Secondly, the ligands for some checkpoint molecules (e.g., CD161 and CD93) must be fully identified, which could help develop novel targeted drugs and significantly increase the therapeutic efficacy.

Thirdly, in the last two decades, we excitedly witnessed a long list of antibodies emerge and gradually move into clinical trials. However, till now, very few drugs have taken that step. More phase II and III trials are expected to identify clinical application value completely.

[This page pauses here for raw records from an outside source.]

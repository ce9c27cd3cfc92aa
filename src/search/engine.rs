//! Query resolution.
//!
//! A query is tried against four strategies in order of cost:
//!
//! 1. reference lookup (`John 3:16`, `Genesis 1`, `Jude`)
//! 2. keyword search scoped to a book (`Genesis beginning`)
//! 3. keyword search over index candidates (`let there be light`)
//! 4. keyword search over every verse
//!
//! The first two pass the query on when they find nothing. The indexed search
//! answers whenever the index narrows the corpus to at least one candidate,
//! even if no candidate then matches; the full scan only runs when the index
//! could not produce a candidate set.

use super::index::{Candidates, InvertedIndex};
use super::query::{ReferenceQuery, find_book};
use super::scoring::{Score, fuzzy_match};
use super::tokenize::tokenize;
use crate::corpus::Corpus;
use crate::types::Verse;
use std::fmt;

/// The strategy that answered a query.
#[derive(Debug, Clone, Copy, PartialEq, Eq, Hash)]
pub enum Strategy {
    /// The query was empty; nothing was searched.
    Empty,
    Reference,
    BookScoped,
    Indexed,
    FullScan,
}

impl fmt::Display for Strategy {
    fn fmt(&self, f: &mut fmt::Formatter<'_>) -> fmt::Result {
        f.write_str(match self {
            Self::Empty => "empty",
            Self::Reference => "reference",
            Self::BookScoped => "book-scoped",
            Self::Indexed => "indexed",
            Self::FullScan => "full-scan",
        })
    }
}

/// A verse returned by a search.
#[derive(Debug, Clone, Copy, PartialEq, Eq)]
pub struct SearchHit<'a> {
    pub verse: &'a Verse,
    /// Relevance; `None` for reference lookups, which are not ranked.
    pub score: Option<Score>,
}

/// Result of resolving a query: the hits, best first, and the strategy that
/// answered. An empty outcome names the strategy that gave up: the indexed
/// search when it had candidates but none matched, otherwise the full scan.
#[derive(Debug, Clone, PartialEq, Eq)]
pub struct SearchOutcome<'a> {
    pub strategy: Strategy,
    pub hits: Vec<SearchHit<'a>>,
}

impl<'a> SearchOutcome<'a> {
    pub fn is_empty(&self) -> bool {
        self.hits.is_empty()
    }

    pub fn len(&self) -> usize {
        self.hits.len()
    }

    /// The matched verses, best first.
    pub fn verses(&self) -> Vec<&'a Verse> {
        self.hits.iter().map(|hit| hit.verse).collect()
    }
}

/// Read-only view over a corpus and its index that answers queries.
#[derive(Debug, Clone, Copy)]
pub struct SearchEngine<'a> {
    corpus: &'a Corpus,
    index: &'a InvertedIndex,
}

impl<'a> SearchEngine<'a> {
    pub const fn new(corpus: &'a Corpus, index: &'a InvertedIndex) -> Self {
        Self { corpus, index }
    }

    /// Resolve `query`, trying each strategy until one answers.
    ///
    /// Never fails: a query nothing matches yields an empty outcome.
    pub fn search(&self, query: &str) -> SearchOutcome<'a> {
        if query.trim().is_empty() {
            return SearchOutcome {
                strategy: Strategy::Empty,
                hits: Vec::new(),
            };
        }

        let strategies: [(Strategy, fn(&Self, &str) -> Option<Vec<SearchHit<'a>>>); 3] = [
            (Strategy::Reference, Self::by_reference),
            (Strategy::BookScoped, Self::in_book),
            (Strategy::Indexed, Self::indexed),
        ];

        for (strategy, run) in strategies {
            if let Some(hits) = run(self, query) {
                return answer(query, strategy, hits);
            }
        }

        answer(query, Strategy::FullScan, self.full_scan(query))
    }

    /// Resolve a book name the way queries do (case-insensitive prefix,
    /// earliest book wins).
    pub fn find_book(&self, name: &str) -> Option<&'a str> {
        find_book(self.corpus.list_books(), name)
    }

    /// `<book> [<chapter>[:<verse>]]`: every verse of the book passing the
    /// chapter and verse filters, in reading order.
    fn by_reference(&self, query: &str) -> Option<Vec<SearchHit<'a>>> {
        let reference = ReferenceQuery::parse(query)?;
        let book = self.find_book(&reference.book)?;

        let hits: Vec<_> = self
            .corpus
            .book_verses(book)
            .iter()
            .filter(|verse| reference.chapter.is_none_or(|c| verse.chapter == c))
            .filter(|verse| reference.verse.is_none_or(|v| verse.verse == v))
            .map(|verse| SearchHit { verse, score: None })
            .collect();
        non_empty(hits)
    }

    /// `<book words...> <term>`: the last word scored against one book.
    fn in_book(&self, query: &str) -> Option<Vec<SearchHit<'a>>> {
        let words: Vec<&str> = query.split_whitespace().collect();
        let (term, book_words) = words.split_last()?;
        if book_words.is_empty() {
            return None;
        }
        let book = self.find_book(&book_words.join(" "))?;

        non_empty(rank(self.corpus.book_verses(book).iter(), term))
    }

    /// Verses containing every indexable query token, scored against the
    /// whole query.
    ///
    /// `None` when the index cannot narrow the corpus: no indexable token, a
    /// token that occurs nowhere, or no verse holding every token. Once there
    /// are candidates the result is final, even if none of them match.
    fn indexed(&self, query: &str) -> Option<Vec<SearchHit<'a>>> {
        match self.index.candidates(&tokenize(query)) {
            Candidates::Matches(positions) if !positions.is_empty() => {
                let verses = self.corpus.verses();
                Some(rank(positions.iter().filter_map(|&p| verses.get(p)), query))
            }
            Candidates::Matches(_) => {
                tracing::trace!("No verse contains every token of {:?}", query);
                None
            }
            Candidates::Absent(token) => {
                tracing::trace!("Token {:?} is not in the index", token);
                None
            }
            Candidates::Unfiltered => None,
        }
    }

    /// Every verse scored against the query.
    fn full_scan(&self, query: &str) -> Vec<SearchHit<'a>> {
        rank(self.corpus.verses().iter(), query)
    }
}

fn answer<'a>(query: &str, strategy: Strategy, hits: Vec<SearchHit<'a>>) -> SearchOutcome<'a> {
    if hits.is_empty() {
        tracing::debug!("Query {:?} matched nothing ({})", query, strategy);
    } else {
        tracing::debug!("Query {:?} answered by {} ({} hits)", query, strategy, hits.len());
    }
    SearchOutcome { strategy, hits }
}

fn non_empty<T>(items: Vec<T>) -> Option<Vec<T>> {
    (!items.is_empty()).then_some(items)
}

/// Score `verses` against `pattern`, keep matches and sort best first.
///
/// The sort is stable, so equally scored verses stay in reading order.
fn rank<'a>(verses: impl Iterator<Item = &'a Verse>, pattern: &str) -> Vec<SearchHit<'a>> {
    let mut hits: Vec<SearchHit<'a>> = verses
        .filter_map(|verse| {
            fuzzy_match(&verse.text, pattern).map(|score| SearchHit {
                verse,
                score: Some(score),
            })
        })
        .collect();

    hits.sort_by_key(|hit| hit.score);
    hits
}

Fourthly, as a good form of immunotherapy, CAR-T therapy based on gene-editing technology has been rapidly developing in recent years, showing remarkable results in clinical applications and bringing a new dawn to personalized treatment for tumor patients. More trials are expected to test the feasibility of combining ICIs and CAR-T therapy.

Lastly, the clinical response to ICI therapy varies among patients, and heterogeneous responses have been observed in different tumor regions of the patient. Thus, several biomarkers have been identified and proposed to predict immunotherapy responses. Currently, PD-L1 expression, CD8+ T cell infiltration, tumor mutation burden (TMB), microsatellite instability (MSI), and IFN-γ have been the most widely used biomarkers [186]. Future development of effective predictive biomarkers would undeniably help select patients likely to benefit from ICI therapy. As ICI therapy has still been a massive cost in many developing countries, selecting beneficiaries would also deal with overtreatment.